The PoC applied for evaluating the artefacts was
ideal for this initial proposal for the BTDM. They
proved that a feasible technical implementation of the
design concepts could be realised. However, further
development and evaluation are required since the
BTDM is a heavily socio-technical system operated
by many stakeholders and involves numerous
interactive processes in bringing the complete
solution together. Methods such as action research,
field testing and focus groups on the completed
platform would provide more rigour in testing end-to-
end processes and relevance as the solution moves
into a naturalistic state with more objective influences
on the solution’s outcome and relevance.
The immaturity of personal data stores, volatility
of cryptocurrency, universal protocols for external
access to data storage, and balancing moderation vs
accessibility are some of the limitations identified for
the BTDM. None of these limitations is considered
severe enough to prohibit a version of this platfrom
from being developed in today’s business landscape.
The expectation from the analysis of this research
indicates that the technical challenges can be
mitigated, and the relative social and regulatory
challenges will subside over time to allow for broad
adoption by the data and financial industries.

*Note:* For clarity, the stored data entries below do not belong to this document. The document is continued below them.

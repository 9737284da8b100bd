//! CLI command implementations

pub mod check;
pub mod definition;
pub mod rename;

pub use check::CheckArgs;
pub use definition::DefinitionArgs;
pub use rename::RenameArgs;

use std::fs;
use std::path::{Path, PathBuf};

use anyhow::{Context, Result};
use clap::{Args, Subcommand};
use colored::Colorize;
use rayon::prelude::*;
use tracing::{debug, warn};
use vbscope_core::config::load_config_or_default_with_warnings;
use vbscope_core::{CancellationToken, Project, SyntaxTree};
use walkdir::WalkDir;

const SYNTAX_STREAM_SUFFIX: &str = ".syntax.json";

#[derive(Subcommand, Debug)]
pub enum Commands {
    /// Report declaration diagnostics for every document in a project
    Check(CheckArgs),

    /// Show where the name at a position is declared
    Definition(DefinitionArgs),

    /// List every location renamed together with the name at a position
    Rename(RenameArgs),
}

/// Arguments shared by position queries.
#[derive(Args, Debug)]
pub struct PositionArgs {
    /// Directory holding the project's syntax streams
    #[arg(value_name = "PATH")]
    pub path: PathBuf,

    /// Document uri or file name, e.g. Module1.bas
    #[arg(value_name = "DOCUMENT")]
    pub document: String,

    /// Zero-based line
    #[arg(long)]
    pub line: u32,

    /// Zero-based character offset within the line
    #[arg(long)]
    pub character: u32,

    /// Output format (pretty, json)
    #[arg(short, long, default_value = "pretty")]
    pub format: String,
}

pub struct LoadedProject {
    pub project: Project,
    pub total_files: usize,
    pub failures: Vec<(PathBuf, String)>,
}

/// Reads every syntax stream under `path` and feeds it to a fresh project.
///
/// Streams are read and deserialized in parallel; parsing into the graph is
/// sequential because the project has a single writer.
pub fn load_project(path: &Path) -> Result<LoadedProject> {
    let config_dir = if path.is_file() {
        path.parent().unwrap_or(Path::new("."))
    } else {
        path
    };
    let config_result = load_config_or_default_with_warnings(config_dir);
    for warning in &config_result.warnings {
        eprintln!("{} {}", "warning:".yellow().bold(), warning);
    }

    let files = discover_files(path)?;
    let trees: Vec<(PathBuf, Result<SyntaxTree>)> = files
        .par_iter()
        .map(|file| (file.clone(), read_tree(file)))
        .collect();

    let mut project = Project::new(config_result.config);
    let cancel = CancellationToken::new();
    let mut failures = Vec::new();
    for (file, tree) in trees {
        let parsed = tree.and_then(|tree| Ok(project.parse_document(tree, &cancel)?));
        match parsed {
            Ok(publish) => debug!(uri = %publish.uri, "Loaded document"),
            Err(error) => {
                warn!(file = %file.display(), %error, "Skipping document");
                failures.push((file, format!("{error:#}")));
            }
        }
    }

    Ok(LoadedProject {
        project,
        total_files: files.len(),
        failures,
    })
}

/// Resolves a user-supplied document name to a loaded uri.
pub fn find_document(project: &Project, name: &str) -> Result<String> {
    let suffix = format!("/{name}");
    let matches: Vec<&str> = project
        .documents()
        .filter(|document| document.uri == name || document.uri.ends_with(&suffix))
        .map(|document| document.uri.as_str())
        .collect();

    match matches.as_slice() {
        [uri] => Ok(uri.to_string()),
        [] => anyhow::bail!("No loaded document matches '{}'", name),
        _ => anyhow::bail!(
            "'{}' matches {} documents, pass the full uri instead",
            name,
            matches.len()
        ),
    }
}

fn read_tree(path: &Path) -> Result<SyntaxTree> {
    let content =
        fs::read_to_string(path).with_context(|| format!("Failed to read {}", path.display()))?;
    SyntaxTree::from_json(&content)
        .with_context(|| format!("Invalid syntax stream {}", path.display()))
}

fn discover_files(path: &Path) -> Result<Vec<PathBuf>> {
    if !path.exists() {
        anyhow::bail!("Path does not exist: {}", path.display());
    }

    if path.is_file() {
        if is_syntax_stream(path) {
            return Ok(vec![path.to_path_buf()]);
        } else {
            return Ok(vec![]);
        }
    }

    let mut files: Vec<PathBuf> = WalkDir::new(path)
        .into_iter()
        .filter_entry(|e| !is_hidden(e))
        .filter_map(|e| e.ok())
        .filter(|e| e.file_type().is_file())
        .filter(|e| is_syntax_stream(e.path()))
        .map(|e| e.path().to_path_buf())
        .collect();
    files.sort();

    Ok(files)
}

fn is_syntax_stream(path: &Path) -> bool {
    path.file_name()
        .and_then(|name| name.to_str())
        .is_some_and(|name| name.ends_with(SYNTAX_STREAM_SUFFIX))
}

fn is_hidden(entry: &walkdir::DirEntry) -> bool {
    if entry.depth() == 0 {
        return false;
    }
    entry
        .file_name()
        .to_str()
        .map(|name| name.starts_with('.'))
        .unwrap_or(false)
}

Lastly, as a digital platform, much of its success
relies on broad adoption and sustainable usage to
achieve the desired network effects and prevent
disintermediation. These outcomes are greatly
influenced by business factors outside the system
design, such as strategic positioning and policies, the
competitive landscape, changing legislation and
regulation, and even the appropriate marketing
strategy. These must be considered as the BTDM
develops from a conceptual to a commercial product
offering.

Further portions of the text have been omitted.